The Canada Revenue Agency (CRA) announced Thursday it will not require “bare trust” reporting from Canadians that it introduced for the 2024 tax season, just four days before the April 2 deadline.


The new reporting required applicable trusts to file a T3 return, naming beneficiaries and trustees on the file.


“In recognition that the new reporting requirements for bare trusts have had an unintended impact on Canadians, the CRA will not require bare trusts to file a T3 Income Tax and Information Return (T3 return) … for the 2023 tax year, unless the CRA makes a direct request for these filings,” the CRA said in a statement.


Caitlin Butler, a Vancouver-based tax specialist and director of tax education and publications at Video Tax News, told CTV News in January the expansion of trust reporting rules is a big change that will affect many taxpayers.


“These changes will impact many individuals and businesses, many of whom may not even realize they should file a trust return,” Butler said in an email to CTVNews.ca.


She said required reporting has been expanded to include situations where a trust acts as an agent for its beneficiaries, often referred to as a bare trust.

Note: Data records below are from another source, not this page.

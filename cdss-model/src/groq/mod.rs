//! Groq provider implementation.
//!
//! Groq serves open-weight models (Llama 3.1 and friends) behind an
//! OpenAI-compatible chat completions API. The client in this module also
//! works against any other OpenAI-compatible server by overriding the base URL.
//!
//! # Example
//!
//! ```rust,ignore
//! use cdss_model::groq::{GroqClient, GroqConfig};
//!
//! let client = GroqClient::new(
//!     GroqConfig::new(std::env::var("GROQ_API_KEY")?, "llama-3.1-8b-instant")
//!         .with_temperature(0.3),
//! )?;
//! ```

mod client;
mod config;
mod convert;

pub use client::GroqClient;
pub use config::{DEFAULT_MODEL, DEFAULT_TEMPERATURE, GROQ_API_BASE, GroqConfig};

“In plain English, this occurs when the person on title or holding the asset is not the true beneficial owner but rather holds the asset for the benefit of another party,” she said.


Examples include if a parent is on title of a child’s home – without the parent having beneficial ownership – to help the child obtain a mortgage, or a corporate bank account is opened by the shareholders with the corporation being the beneficial owner of the funds.


The CRA said over the coming months, it will work with the Department of Finance to “further clarify its guidance on this filing requirement.”


The CRA also said it will communicate with Canadians as further information becomes available.